Gino D’Acampo, you see, has fallen deeply in love with himself. The perma-smiling Italian chef wants to bring romance into the lives of a bunch of forlorn, hapless love dunces – this is because, he tells us, he’s found love, his parents found love, his grandparents found love. In short, the D’Acampo family is so full of love they can barely cope and need to spread some around, like pate de foie gras on a piece of melba toast.
And so we’re off to Gino’s Italian villa, where he lovingly makes an espresso, lit by mellow sunlight dappling the rolling hills, his tan that perfect shade of burnt sienna, his teeth glistening whitely.
There, he hopes to bring people together by using cooking as an icebreaker. He’ll give couples thrown together by this Le Corbusier of coupledom a recipe and a few hints and let them get on with it.
Meantime, he offers advice to these long-term losers in love – advice which rarely gets above the level of ‘phwoar, get in there, give ’em a kiss’.
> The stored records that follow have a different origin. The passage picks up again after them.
use std::ops::Range;
use std::path::Path;
use std::time::Instant;

use tracing::info;

use crate::checkpoint::{self, Checkpoint};
use crate::data::BatchSource;
use crate::error::Result;
use crate::generator::Generator;
use crate::optim::Optimizer;
use crate::render::SampleRenderer;
use crate::sink::{emit, MetricSink};
use crate::train::epoch_stats::EpochStats;
use crate::train::run_state::RunState;
use crate::train::steps::{eval_epoch, render_sample, train_epoch};
use crate::train::train_config::TrainConfig;

/// Where the epoch state machine currently is.
#[derive(Debug, Clone, Copy, PartialEq, Eq)]
pub enum Phase {
    Idle,
    Train,
    Eval,
    Sample,
    Checkpoint,
    Done,
}

/// Owns a generator, its optimizer, both batch sources and the run state,
/// and drives `train → eval → sample → checkpoint` once per epoch.
pub struct Trainer<G: Generator, S, R> {
    generator: G,
    optimizer: Box<dyn Optimizer>,
    train_source: S,
    valid_source: S,
    renderer: R,
    sink: Box<dyn MetricSink>,
    state: RunState<G::Params>,
    config: TrainConfig,
    phase: Phase,
}

impl<G, S, R> Trainer<G, S, R>
where
    G: Generator,
    S: BatchSource,
    R: SampleRenderer,
{
    /// Builds a trainer with a fresh optimizer and draws the fixed
    /// evaluation batch from `valid_source`.
    pub fn new(
        generator: G,
        train_source: S,
        mut valid_source: S,
        renderer: R,
        sink: Box<dyn MetricSink>,
        config: TrainConfig,
    ) -> Result<Trainer<G, S, R>> {
        config.validate()?;
        let fixed_eval_batch = valid_source.sample(config.sample_size)?;
        fixed_eval_batch.validate()?;

        Ok(Trainer {
            optimizer: config.optimizer.build(config.learning_rate),
            generator,
            train_source,
            valid_source,
            renderer,
            sink,
            state: RunState::new(fixed_eval_batch),
            config,
            phase: Phase::Idle,
        })
    }

    pub fn state(&self) -> &RunState<G::Params> {
        &self.state
    }

    pub fn generator(&self) -> &G {
        &self.generator
    }

    pub fn generator_mut(&mut self) -> &mut G {
        &mut self.generator
    }

    pub fn best_parameters(&self) -> Option<&G::Params> {
        self.state.best_parameters()
    }

    pub fn phase(&self) -> Phase {
        self.phase
    }

    pub fn config(&self) -> &TrainConfig {
        &self.config
    }

    /// Optimizer steps applied since the optimizer was last (re)built.
    pub fn optimizer_steps(&self) -> u64 {
        self.optimizer.steps()
    }

    /// Runs every epoch in `epochs`, overwriting the checkpoint at
    /// `checkpoint_path` after each one.
    ///
    /// Any error aborts the run; the last successfully written checkpoint
    /// remains the recovery point.
    pub fn run(&mut self, epochs: Range<usize>, checkpoint_path: &Path) -> Result<Vec<EpochStats>> {
        let total_epochs = epochs.end;
        let penalty = self.config.mse_penalty;
        let mut history = Vec::with_capacity(epochs.len());

        for epoch in epochs {
            let started = Instant::now();
            info!("{} EPOCH: [{}/{}] {}", "-".repeat(50), epoch + 1, total_epochs, "-".repeat(50));

            self.phase = Phase::Train;
            let train_loss = train_epoch(
                &mut self.generator,
                self.optimizer.as_mut(),
                &mut self.train_source,
                &mut self.state,
                self.sink.as_mut(),
                penalty,
            )?;
            info!(train_loss, "TRAIN");

            self.phase = Phase::Eval;
            let best_before = self.state.best_loss();
            let valid_loss = eval_epoch(
                &mut self.generator,
                &mut self.valid_source,
                &mut self.state,
                self.sink.as_mut(),
                penalty,
            )?;
            let improved = valid_loss <= best_before;
            info!(valid_loss, best_loss = self.state.best_loss(), "VALID");

            self.phase = Phase::Sample;
            let image = render_sample(&mut self.generator, &self.renderer, self.state.fixed_eval_batch())?;
            emit(self.sink.as_mut(), "pred_image", |s| s.log_image("pred_image", &image));
            self.state.push_sample(image);

            self.phase = Phase::Checkpoint;
            self.save_checkpoint(checkpoint_path)?;
            let best_loss = self.state.best_loss();
            emit(self.sink.as_mut(), "best_loss", |s| s.update_summary("best_loss", best_loss));

            history.push(EpochStats {
                epoch: epoch + 1,
                total_epochs,
                train_loss,
                valid_loss,
                best_loss,
                improved,
                elapsed_ms: started.elapsed().as_millis() as u64,
            });
        }

        self.phase = Phase::Done;
        Ok(history)
    }

    /// Writes the full run state and the live weights to `path`.
    pub fn save_checkpoint(&self, path: &Path) -> Result<()> {
        let record = Checkpoint::capture(self.generator.state_dict(), &self.state);
        checkpoint::save(path, &record)
    }

    /// Restores a run from `path`.
    ///
    /// Generator weights, best loss and snapshot, the fixed evaluation batch,
    /// both loss histories and the sample history are taken verbatim from
    /// the file. The optimizer is rebuilt from scratch, so moment estimates
    /// from before the restart are lost. With `replay`, the restored history
    /// is re-sent to the metric sink.
    pub fn load(&mut self, path: &Path, replay: bool) -> Result<()> {
        let record: Checkpoint<G::Params> = checkpoint::load(path)?;
        let (params, state) = record.into_parts()?;

        self.generator.load_state_dict(&params)?;
        self.state = state;
        self.optimizer = self.config.optimizer.build(self.config.learning_rate);
        self.phase = Phase::Idle;

        info!(
            path = %path.display(),
            epochs_completed = self.state.epochs_completed(),
            best_loss = self.state.best_loss(),
            "resumed from checkpoint"
        );

        if replay {
            self.replay_history();
        }
        Ok(())
    }

    /// Re-emits the best loss summary, every recorded loss and every sample
    /// image, in that order. Read-only with respect to the run state.
    pub fn replay_history(&mut self) {
        let sink = self.sink.as_mut();
        let state = &self.state;

        let best_loss = state.best_loss();
        emit(sink, "best_loss", |s| s.update_summary("best_loss", best_loss));
        for &loss in state.train_loss_history() {
            emit(sink, "train_loss", |s| s.log_scalar("train_loss", loss));
        }
        for &loss in state.valid_loss_history() {
            emit(sink, "valid_loss", |s| s.log_scalar("valid_loss", loss));
        }
        for image in state.sample_image_history() {
            emit(sink, "pred_image", |s| s.log_image("pred_image", image));
        }
    }
}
Gino, it seems, operates at a peak of sexual excitement that it’s all he can do to stop snogging himself. He has to make do with demonstrating his potency by sitting astride a massive, throbbing motorcycle, inviting the viewer to come up with the metaphor themselves.
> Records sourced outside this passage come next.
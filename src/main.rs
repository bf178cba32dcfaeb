//! Conditional glyph generator trainer.
//!
//! Usage:
//!   glyph-trainer [OPTIONS]
//!
//! Examples:
//!   # Fresh run, epochs 0..10, checkpoint to ./trainer.json
//!   glyph-trainer --train-data data/train.json --valid-data data/valid.json
//!
//!   # Continue the same run for ten more epochs
//!   glyph-trainer --resume -e 10 20

use std::path::PathBuf;

use anyhow::{bail, Context};
use clap::Parser;
use tracing::info;
use tracing_subscriber::EnvFilter;

use glyph_trainer::data::{GlyphDataset, GlyphLoader};
use glyph_trainer::sink::{JsonlSink, MetricSink, NoopSink};
use glyph_trainer::{DenseGenerator, GridRenderer, TrainConfig, Trainer};

#[derive(Parser)]
#[command(name = "glyph-trainer")]
#[command(about = "Train a conditional font-glyph generator with resumable checkpoints")]
#[command(version)]
struct Args {
    /// Learning rate
    #[arg(short = 'l', long)]
    learning_rate: Option<f64>,

    /// Training batch size
    #[arg(long)]
    train_batch_size: Option<usize>,

    /// Validation batch size
    #[arg(long)]
    valid_batch_size: Option<usize>,

    /// Multiplier on the MSE before backprop and reporting
    #[arg(long)]
    mse_penalty: Option<f64>,

    /// Half-open epoch range: START END
    #[arg(short = 'e', long, num_args = 2, value_names = ["START", "END"])]
    epochs: Option<Vec<usize>>,

    /// TOML file with training settings; flags override its values
    #[arg(long)]
    config: Option<PathBuf>,

    /// Training dataset (JSON)
    #[arg(long, default_value = "./data/train.json")]
    train_data: PathBuf,

    /// Validation dataset (JSON)
    #[arg(long, default_value = "./data/valid.json")]
    valid_data: PathBuf,

    /// Checkpoint file, overwritten after every epoch
    #[arg(long, default_value = "./trainer.json")]
    checkpoint: PathBuf,

    /// Load the checkpoint before training
    #[arg(long)]
    resume: bool,

    /// On resume, skip re-sending restored history to the metric sink; the
    /// metrics directory then only holds the new epochs
    #[arg(long)]
    no_replay: bool,

    /// Directory for the file-backed metric tracker
    #[arg(long)]
    metrics_dir: Option<PathBuf>,

    /// Seed for weight init and batch shuffling
    #[arg(long)]
    seed: Option<u64>,

    /// Write the best generator snapshot to this JSON file after the run
    #[arg(long)]
    export_best: Option<PathBuf>,
}

impl Args {
    fn train_config(&self) -> anyhow::Result<TrainConfig> {
        let mut config = match &self.config {
            Some(path) => TrainConfig::from_toml_file(path)
                .with_context(|| format!("reading config {}", path.display()))?,
            None => TrainConfig::default(),
        };

        if let Some(lr) = self.learning_rate {
            config.learning_rate = lr;
        }
        if let Some(n) = self.train_batch_size {
            config.train_batch_size = n;
        }
        if let Some(n) = self.valid_batch_size {
            config.valid_batch_size = n;
        }
        if let Some(p) = self.mse_penalty {
            config.mse_penalty = p;
        }
        if let Some(range) = &self.epochs {
            config.epochs = (range[0], range[1]);
        }
        if let Some(seed) = self.seed {
            config.seed = seed;
        }

        config.validate()?;
        Ok(config)
    }
}

fn main() -> anyhow::Result<()> {
    let args = Args::parse();

    tracing_subscriber::fmt()
        .with_env_filter(EnvFilter::try_from_default_env().unwrap_or_else(|_| EnvFilter::new("info")))
        .init();

    let config = args.train_config()?;

    let train_set = GlyphDataset::load_json(&args.train_data)
        .with_context(|| format!("loading training data {}", args.train_data.display()))?;
    let valid_set = GlyphDataset::load_json(&args.valid_data)
        .with_context(|| format!("loading validation data {}", args.valid_data.display()))?;
    if train_set.dims() != valid_set.dims() || train_set.num_styles != valid_set.num_styles {
        bail!("training and validation datasets disagree on glyph size or style count");
    }

    let glyph = train_set.dims();
    let num_styles = train_set.num_styles;
    info!(
        train = train_set.len(),
        valid = valid_set.len(),
        width = glyph.width,
        height = glyph.height,
        num_styles,
        "datasets loaded"
    );

    let train_loader = GlyphLoader::new(train_set, config.train_batch_size, config.seed)?;
    let valid_loader = GlyphLoader::new(valid_set, config.valid_batch_size, config.seed.wrapping_add(1))?;
    let generator = DenseGenerator::with_activation(
        glyph,
        num_styles,
        &config.hidden_layers,
        config.hidden_activation,
        config.seed,
    );
    let renderer = GridRenderer::new(glyph, config.grid_nrow);
    let sink: Box<dyn MetricSink> = match &args.metrics_dir {
        Some(dir) => Box::new(JsonlSink::create(dir)?),
        None => Box::new(NoopSink),
    };

    let (start, end) = config.epochs;
    let mut trainer = Trainer::new(generator, train_loader, valid_loader, renderer, sink, config)?;

    if args.resume {
        trainer
            .load(&args.checkpoint, !args.no_replay)
            .with_context(|| format!("resuming from {}", args.checkpoint.display()))?;
    }

    let stats = trainer.run(start..end, &args.checkpoint)?;
    if let Some(last) = stats.last() {
        info!(
            epochs = stats.len(),
            train_loss = last.train_loss,
            valid_loss = last.valid_loss,
            best_loss = last.best_loss,
            "training finished"
        );
    }

    if let Some(path) = &args.export_best {
        match trainer.best_parameters() {
            Some(best) => {
                best.save_json(path)
                    .with_context(|| format!("exporting best snapshot to {}", path.display()))?;
                info!(path = %path.display(), "best snapshot exported");
            }
            None => bail!("no validation epoch has run yet, nothing to export"),
        }
    }

    Ok(())
}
It’s all slightly uncomfortable viewing, as Gino’s contestants mug their way through eating spaghetti Lady and the Tramp-style or endure his off-colour gags. Gino certainly loves himself, but you can’t love this show.
Of course, forget Gino and his risotto of romance, the only reality show to watch at the moment is The Traitors (BBC1, Tues-Thurs, 9pm), which has gone from good to absolutely brilliant. The growing stress among faithful and traitors alike is coming to a boil, and the round table sequences are just thrillingly tense.
Sheridan Smith pitched up in a new comedy this week Rosie Molloy Gives Up Everything (Sky Comedy, Weds, 10pm). I say comedy, but there was a dark undercurrent to this show about a borderline drug addict, borderline alcoholic, borderline everything which gave the jokes a real edge.